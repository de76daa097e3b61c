use crate::{
    auth::AuthenticatedPrincipal,
    error::AppError,
    models::{CreateTaskRequest, Task, TaskDto, UpdateTaskRequest, UpdateTaskStatusRequest},
    policy,
    services::{TaskService, UserService},
};
use actix_web::{delete, get, post, put, web, HttpResponse, Responder};
use validator::Validate;

/// Resolves the assignee's username for outward task representations.
/// A dangling or absent assignee yields no username.
async fn to_dto(users: &UserService, task: &Task) -> TaskDto {
    let assigned_username = match task.assigned_user_id {
        Some(user_id) => users.get_by_id(user_id).await.map(|u| u.username),
        None => None,
    };
    TaskDto::new(task, assigned_username)
}

/// Lists every task. Admin only.
#[get("")]
pub async fn list_tasks(
    tasks: web::Data<TaskService>,
    users: web::Data<UserService>,
    principal: AuthenticatedPrincipal,
) -> Result<impl Responder, AppError> {
    policy::require_admin(&principal.0)?;

    let mut dtos = Vec::new();
    for task in tasks.get_all().await {
        dtos.push(to_dto(&users, &task).await);
    }
    Ok(HttpResponse::Ok().json(dtos))
}

/// Lists the tasks assigned to the calling user.
#[get("/user")]
pub async fn get_user_tasks(
    tasks: web::Data<TaskService>,
    users: web::Data<UserService>,
    principal: AuthenticatedPrincipal,
) -> Result<impl Responder, AppError> {
    let mut dtos = Vec::new();
    for task in tasks.get_by_assigned_user(principal.0.id).await {
        dtos.push(to_dto(&users, &task).await);
    }
    Ok(HttpResponse::Ok().json(dtos))
}

/// Retrieves a single task. Allowed for an admin or the task's assignee.
///
/// ## Responses:
/// - `200 OK`: Returns the `TaskDto` as JSON.
/// - `403 Forbidden`: The caller is neither an admin nor the assignee.
/// - `404 Not Found`: No task with the given id. The existence check runs
///   before the authorization check.
#[get("/{id}")]
pub async fn get_task(
    tasks: web::Data<TaskService>,
    users: web::Data<UserService>,
    task_id: web::Path<i32>,
    principal: AuthenticatedPrincipal,
) -> Result<impl Responder, AppError> {
    let task = tasks
        .get_by_id(task_id.into_inner())
        .await
        .ok_or_else(|| AppError::NotFound("Task not found".into()))?;

    policy::require_task_view(&principal.0, &task)?;

    Ok(HttpResponse::Ok().json(to_dto(&users, &task).await))
}

/// Creates a task with any status and assignee. Admin only.
#[post("")]
pub async fn create_task(
    tasks: web::Data<TaskService>,
    users: web::Data<UserService>,
    task_data: web::Json<CreateTaskRequest>,
    principal: AuthenticatedPrincipal,
) -> Result<impl Responder, AppError> {
    policy::require_admin(&principal.0)?;
    task_data.validate()?;

    let request = task_data.into_inner();
    let task = Task {
        id: 0, // assigned by the store
        title: request.title,
        description: request.description,
        due_date: request.due_date,
        status: request.status,
        assigned_user_id: request.assigned_user_id,
    };

    let created = tasks.create(task).await;
    Ok(HttpResponse::Created().json(to_dto(&users, &created).await))
}

/// Full-update entry point.
///
/// Admins replace every field from the request. The task's assignee may
/// submit the same payload but only the status is applied; all other fields
/// retain their stored values. Anyone else is denied.
///
/// ## Responses:
/// - `204 No Content`: The update was applied.
/// - `403 Forbidden`: The caller is neither an admin nor the assignee.
/// - `404 Not Found`: No task with the given id.
#[put("/{id}")]
pub async fn update_task(
    tasks: web::Data<TaskService>,
    task_id: web::Path<i32>,
    task_data: web::Json<UpdateTaskRequest>,
    principal: AuthenticatedPrincipal,
) -> Result<impl Responder, AppError> {
    task_data.validate()?;

    let mut task = tasks
        .get_by_id(task_id.into_inner())
        .await
        .ok_or_else(|| AppError::NotFound("Task not found".into()))?;

    let access = policy::task_update_access(&principal.0, &task)?;
    policy::apply_task_update(&mut task, &task_data, access);

    tasks.update(task).await;
    Ok(HttpResponse::NoContent().finish())
}

/// Status-only entry point, gated on being the task's assignee.
///
/// A missing task and a task assigned to someone else both map to
/// `404 Not Found`; this entry point does not distinguish the two.
#[put("/{id}/status")]
pub async fn update_task_status(
    tasks: web::Data<TaskService>,
    task_id: web::Path<i32>,
    status_data: web::Json<UpdateTaskStatusRequest>,
    principal: AuthenticatedPrincipal,
) -> Result<impl Responder, AppError> {
    let success = tasks
        .update_status(task_id.into_inner(), status_data.status, principal.0.id)
        .await;

    if success {
        Ok(HttpResponse::NoContent().finish())
    } else {
        Err(AppError::NotFound("Task not found".into()))
    }
}

/// Deletes a task. Admin only.
#[delete("/{id}")]
pub async fn delete_task(
    tasks: web::Data<TaskService>,
    task_id: web::Path<i32>,
    principal: AuthenticatedPrincipal,
) -> Result<impl Responder, AppError> {
    policy::require_admin(&principal.0)?;

    if tasks.delete(task_id.into_inner()).await {
        Ok(HttpResponse::NoContent().finish())
    } else {
        Err(AppError::NotFound("Task not found".into()))
    }
}
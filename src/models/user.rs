use lazy_static::lazy_static;
use serde::{Deserialize, Serialize};
use validator::Validate;

lazy_static! {
    // Regex for username validation: alphanumeric, underscores, hyphens
    static ref USERNAME_REGEX: regex::Regex = regex::Regex::new(r"^[a-zA-Z0-9_-]+$").unwrap();
}

/// Role of a user account.
///
/// A closed enumeration so authorization checks stay exhaustive. Serialized
/// as `"Admin"` / `"User"` to match the API's JSON representation.
#[derive(Debug, Serialize, Deserialize, Clone, Copy, PartialEq, Eq)]
pub enum Role {
    /// Full access: manages users and tasks.
    Admin,
    /// Regular account: sees and progresses assigned tasks.
    User,
}

/// A user account as held by the store.
///
/// `password_hash` is the one-way digest of the password. It never leaves
/// the service layer; outward responses use [`UserDto`].
#[derive(Debug, Serialize, Deserialize, Clone)]
pub struct User {
    pub id: i32,
    pub username: String,
    pub password_hash: String,
    pub email: String,
    pub role: Role,
}

/// Outward representation of a user. Carries no credential material.
#[derive(Debug, Serialize, Deserialize)]
pub struct UserDto {
    pub id: i32,
    pub username: String,
    pub email: String,
    pub role: Role,
}

impl From<&User> for UserDto {
    fn from(user: &User) -> Self {
        Self {
            id: user.id,
            username: user.username.clone(),
            email: user.email.clone(),
            role: user.role,
        }
    }
}

/// Payload for creating a user (admin operation).
#[derive(Debug, Deserialize, Validate)]
pub struct CreateUserRequest {
    /// Must be between 3 and 32 characters, alphanumeric, underscores or hyphens.
    #[validate(
        length(min = 3, max = 32),
        regex(
            path = "USERNAME_REGEX",
            message = "Username must be alphanumeric, underscores, or hyphens"
        )
    )]
    pub username: String,
    #[validate(length(min = 6))]
    pub password: String,
    #[validate(email)]
    pub email: String,
    pub role: Role,
}

/// Payload for updating a user (admin operation).
///
/// The username is immutable after creation and is therefore absent here.
/// An empty or missing password leaves the stored digest untouched.
#[derive(Debug, Deserialize, Validate)]
pub struct UpdateUserRequest {
    #[validate(email)]
    pub email: String,
    pub role: Role,
    #[serde(default)]
    pub password: Option<String>,
}

#[cfg(test)]
mod tests {
    use super::*;
    use validator::Validate;

    #[test]
    fn test_create_user_request_validation() {
        let valid = CreateUserRequest {
            username: "test_user-123".to_string(),
            password: "password123".to_string(),
            email: "test@example.com".to_string(),
            role: Role::User,
        };
        assert!(valid.validate().is_ok());

        let bad_username = CreateUserRequest {
            username: "test user!".to_string(), // Contains space and exclamation
            password: "password123".to_string(),
            email: "test@example.com".to_string(),
            role: Role::User,
        };
        assert!(bad_username.validate().is_err());

        let short_password = CreateUserRequest {
            username: "testuser".to_string(),
            password: "short".to_string(),
            email: "test@example.com".to_string(),
            role: Role::User,
        };
        assert!(short_password.validate().is_err());

        let bad_email = CreateUserRequest {
            username: "testuser".to_string(),
            password: "password123".to_string(),
            email: "not-an-email".to_string(),
            role: Role::Admin,
        };
        assert!(bad_email.validate().is_err());
    }

    #[test]
    fn test_role_serialization() {
        assert_eq!(serde_json::to_string(&Role::Admin).unwrap(), "\"Admin\"");
        assert_eq!(serde_json::to_string(&Role::User).unwrap(), "\"User\"");

        let role: Role = serde_json::from_str("\"Admin\"").unwrap();
        assert_eq!(role, Role::Admin);
    }

    #[test]
    fn test_user_dto_strips_digest() {
        let user = User {
            id: 7,
            username: "carol".to_string(),
            password_hash: "$2b$12$secret".to_string(),
            email: "carol@example.com".to_string(),
            role: Role::User,
        };

        let dto = UserDto::from(&user);
        let json = serde_json::to_value(&dto).unwrap();
        assert_eq!(json["username"], "carol");
        assert!(json.get("password_hash").is_none());
    }
}
//! Demo data loaded on startup when the user store is empty.

use chrono::{Duration, Utc};

use crate::error::AppError;
use crate::models::{CreateUserRequest, Role, Task, TaskStatus};
use crate::services::{TaskService, UserService};

/// Seeds an admin, a regular user and a few sample tasks.
///
/// Does nothing when users already exist, so a warm store is never touched.
pub async fn seed_demo_data(users: &UserService, tasks: &TaskService) -> Result<(), AppError> {
    if !users.get_all().await.is_empty() {
        log::info!("Store already contains data, skipping seed");
        return Ok(());
    }

    log::info!("Seeding demo data");

    let admin = users
        .create(CreateUserRequest {
            username: "admin".to_string(),
            password: "admin123".to_string(),
            email: "admin@example.com".to_string(),
            role: Role::Admin,
        })
        .await?;

    let user = users
        .create(CreateUserRequest {
            username: "user".to_string(),
            password: "user123".to_string(),
            email: "user@example.com".to_string(),
            role: Role::User,
        })
        .await?;

    let now = Utc::now();
    let samples = [
        Task {
            id: 0,
            title: "Complete project proposal".to_string(),
            description: "Create a detailed project proposal document".to_string(),
            due_date: now + Duration::days(7),
            status: TaskStatus::Pending,
            assigned_user_id: Some(admin.id),
        },
        Task {
            id: 0,
            title: "Review code changes".to_string(),
            description: "Review pull request #42".to_string(),
            due_date: now + Duration::days(2),
            status: TaskStatus::InProgress,
            assigned_user_id: Some(user.id),
        },
        Task {
            id: 0,
            title: "Fix login bug".to_string(),
            description: "Fix the authentication issue reported by QA".to_string(),
            due_date: now + Duration::days(1),
            status: TaskStatus::Pending,
            assigned_user_id: Some(user.id),
        },
    ];

    for task in samples {
        tasks.create(task).await;
    }

    log::info!("Demo data seeded successfully");
    Ok(())
}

────────

- [Work to be completed] Across the data above, how many lines carry the word "unwrap"? Only the number is needed.

- [Answer to this task] 5